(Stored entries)
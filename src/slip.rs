//! SLIP framing for the ROM bootloader serial protocol
//!
//! Every packet exchanged with the ROM is delimited by `0xC0` bytes, with
//! occurrences of the delimiter and escape bytes inside the payload replaced
//! by two-byte escape sequences.
//!
//! See https://docs.espressif.com/projects/esptool/en/latest/esp32c3/advanced-topics/serial-protocol.html#low-level-protocol

/// Frame delimiter
const END: u8 = 0xC0;
/// Escape byte
const ESC: u8 = 0xDB;
/// Escaped `0xC0`
const ESC_END: u8 = 0xDC;
/// Escaped `0xDB`
const ESC_ESC: u8 = 0xDD;

/// Wrap `data` in a SLIP frame, escaping the special bytes.
pub fn encode(data: &[u8]) -> Vec<u8> {
    let mut frame = Vec::with_capacity(data.len() + 10);
    frame.push(END);

    for byte in data {
        match *byte {
            END => frame.extend_from_slice(&[ESC, ESC_END]),
            ESC => frame.extend_from_slice(&[ESC, ESC_ESC]),
            _ => frame.push(*byte),
        }
    }

    frame.push(END);
    frame
}

/// Unwrap the payload of a SLIP frame, undoing the escape sequences.
///
/// Leading and trailing runs of `END` bytes are stripped. An escape byte
/// followed by anything other than `ESC_END`/`ESC_ESC` passes the second
/// byte through verbatim; the ROM loader produces such sequences and a
/// strict decoder would reject otherwise valid responses.
pub fn decode(frame: &[u8]) -> Vec<u8> {
    let mut start = 0;
    let mut end = frame.len();

    while start < end && frame[start] == END {
        start += 1;
    }
    while end > start && frame[end - 1] == END {
        end -= 1;
    }

    let content = &frame[start..end];
    let mut data = Vec::with_capacity(content.len());

    let mut i = 0;
    while i < content.len() {
        if content[i] == ESC && i + 1 < content.len() {
            match content[i + 1] {
                ESC_END => data.push(END),
                ESC_ESC => data.push(ESC),
                other => data.push(other),
            }
            i += 2;
        } else {
            data.push(content[i]);
            i += 1;
        }
    }

    data
}

/// Extract the first complete frame from a receive buffer.
///
/// Bytes preceding the first `END` are line noise and are skipped. A frame
/// only closes once at least one non-`END` byte has been seen, so runs of
/// delimiters between frames never produce empty frames. Returns the frame
/// (delimiters included) and the remaining bytes, or `None` while the
/// closing delimiter has not arrived yet.
pub fn extract_frame(buffer: &[u8]) -> Option<(&[u8], &[u8])> {
    let start = buffer.iter().position(|b| *b == END)?;

    let mut in_frame = false;
    for (i, byte) in buffer.iter().enumerate().skip(start) {
        if *byte == END {
            if in_frame {
                return Some((&buffer[start..=i], &buffer[i + 1..]));
            }
        } else {
            in_frame = true;
        }
    }

    None
}

#[cfg(test)]
mod tests {
    use super::*;

    #[test]
    fn encode_empty() {
        assert_eq!(encode(&[]), [END, END]);
    }

    #[test]
    fn encode_plain_bytes() {
        assert_eq!(
            encode(&[0x01, 0x02, 0x03, 0x04]),
            [END, 0x01, 0x02, 0x03, 0x04, END]
        );
    }

    #[test]
    fn encode_escapes_end() {
        assert_eq!(encode(&[END]), [END, ESC, ESC_END, END]);
    }

    #[test]
    fn encode_escapes_esc() {
        assert_eq!(encode(&[ESC]), [END, ESC, ESC_ESC, END]);
    }

    #[test]
    fn encode_all_special_bytes() {
        assert_eq!(
            encode(&[END, END, ESC, ESC]),
            [END, ESC, ESC_END, ESC, ESC_END, ESC, ESC_ESC, ESC, ESC_ESC, END]
        );
    }

    #[test]
    fn decode_plain_frame() {
        assert_eq!(decode(&[END, 0x01, 0x02, 0x03, END]), [0x01, 0x02, 0x03]);
    }

    #[test]
    fn decode_unescapes() {
        assert_eq!(
            decode(&[END, 0x01, ESC, ESC_END, 0x03, END]),
            [0x01, END, 0x03]
        );
        assert_eq!(
            decode(&[END, 0x01, ESC, ESC_ESC, 0x03, END]),
            [0x01, ESC, 0x03]
        );
    }

    #[test]
    fn decode_unknown_escape_passes_through() {
        assert_eq!(decode(&[END, ESC, 0xFF, 0x03, END]), [0xFF, 0x03]);
    }

    #[test]
    fn decode_strips_delimiter_runs() {
        assert_eq!(decode(&[END, END, END, 0x01, 0x02, END]), [0x01, 0x02]);
        assert_eq!(decode(&[END, 0x01, 0x02, END, END, END]), [0x01, 0x02]);
    }

    #[test]
    fn decode_empty_frame() {
        assert!(decode(&[END, END]).is_empty());
        assert!(decode(&[END]).is_empty());
        assert!(decode(&[]).is_empty());
    }

    #[test]
    fn round_trip() {
        let cases: &[&[u8]] = &[
            &[],
            &[0x00],
            &[0x01, 0x02, 0x03],
            &[END],
            &[ESC],
            &[END, ESC],
            &[END, END, ESC, ESC],
            &[0x00, END, 0x00, ESC, 0x00],
            &[0xFF; 256],
        ];

        for case in cases {
            assert_eq!(&decode(&encode(case)), case);
        }
    }

    #[test]
    fn extract_single_frame() {
        let buffer = [END, 0x01, 0x02, 0x03, END];
        let (frame, rest) = extract_frame(&buffer).unwrap();
        assert_eq!(frame, buffer);
        assert!(rest.is_empty());
    }

    #[test]
    fn extract_consecutive_frames() {
        let buffer = [END, 0x01, 0x02, END, END, 0x03, 0x04, END];
        let (frame, rest) = extract_frame(&buffer).unwrap();
        assert_eq!(frame, [END, 0x01, 0x02, END]);

        let (frame, rest) = extract_frame(rest).unwrap();
        assert_eq!(frame, [END, 0x03, 0x04, END]);
        assert!(rest.is_empty());
    }

    #[test]
    fn extract_incomplete_frame() {
        assert!(extract_frame(&[END, 0x01, 0x02]).is_none());
        assert!(extract_frame(&[0x01, 0x02, 0x03]).is_none());
        assert!(extract_frame(&[]).is_none());
    }

    #[test]
    fn extract_skips_leading_garbage() {
        let buffer = [0x01, 0x02, END, 0x03, 0x04, END];
        let (frame, rest) = extract_frame(&buffer).unwrap();
        assert_eq!(frame, [END, 0x03, 0x04, END]);
        assert!(rest.is_empty());
    }

    #[test]
    fn extract_ignores_delimiter_runs() {
        assert!(extract_frame(&[END, END, END]).is_none());
    }

    #[test]
    fn extract_keeps_escaped_bytes_intact() {
        let buffer = [END, 0x01, ESC, ESC_END, 0x02, END];
        let (frame, rest) = extract_frame(&buffer).unwrap();
        assert_eq!(frame, buffer);
        assert!(rest.is_empty());
    }
}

What the task asks –
Reproduce, exactly as they stand in the data above, the lines from the one that holds "sequences and a" to the one that holds "if content[i] == ESC", inclusive.

The completed task –
/// byte through verbatim; the ROM loader produces such sequences and a
/// strict decoder would reject otherwise valid responses.
pub fn decode(frame: &[u8]) -> Vec<u8> {
    let mut start = 0;
    let mut end = frame.len();

    while start < end && frame[start] == END {
        start += 1;
    }
    while end > start && frame[end - 1] == END {
        end -= 1;
    }

    let content = &frame[start..end];
    let mut data = Vec::with_capacity(content.len());

    let mut i = 0;
    while i < content.len() {
        if content[i] == ESC && i + 1 < content.len() {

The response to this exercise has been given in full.